In the meantime, General Electric received recently a nice plush welfare grant from the state of Wisconsin. A Conagra meat packing plant in Nebraska received the tax dollars that its employees pay to the state government as an incentive (aka corporate welfare).

The top executives of the Martin-Marietta-Lockheed corporate merger maneuvered the Pentagon to provide them with some $30 million in compensation bonuses (aka corporate welfare) as part of a larger $1.5 billion in subsidies that you taxpayers paid for two companies becoming one.

Sounds crazy? It’s more than that, it is an allocation of

tax dollars that is stir crazy. And people are entitled to be indignant enough to protest.

Eula Brown is a 47 year old woman who has just been released from a mental hospital in Washington, D.C. She was suffering from depression. She has no job. She wonders what she is going to do.

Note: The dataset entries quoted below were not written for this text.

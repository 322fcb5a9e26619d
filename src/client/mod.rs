//! Single-chain contract access
//!
//! `ContractReader` covers reads and batched reads; `ContractClient` adds
//! the prepare/sign/send pipeline on top when a signer is bound.

mod batch;
mod contract;
mod reader;
mod transaction;

pub use batch::MulticallMode;
pub use contract::ContractClient;
pub use reader::ContractReader;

Drug resistant tuberculosis is on the rise in the U.S. and poverty is that deadly disease’s best friend. TB is contagious through the air. If this Gingrich–Lott–Clinton government in Washington is not going to provide job opportunities, where there are none, poverty will increase, get more desperate in the streets, and produce more infectious disease epidemics. The poor will yet be heard from.

Final irony. Guess what company is helping private food charities in New York City to pick up unused food from restaurants, hotels and other places for the poor? The largest cancer-causing seller of tobacco — Philip Morris!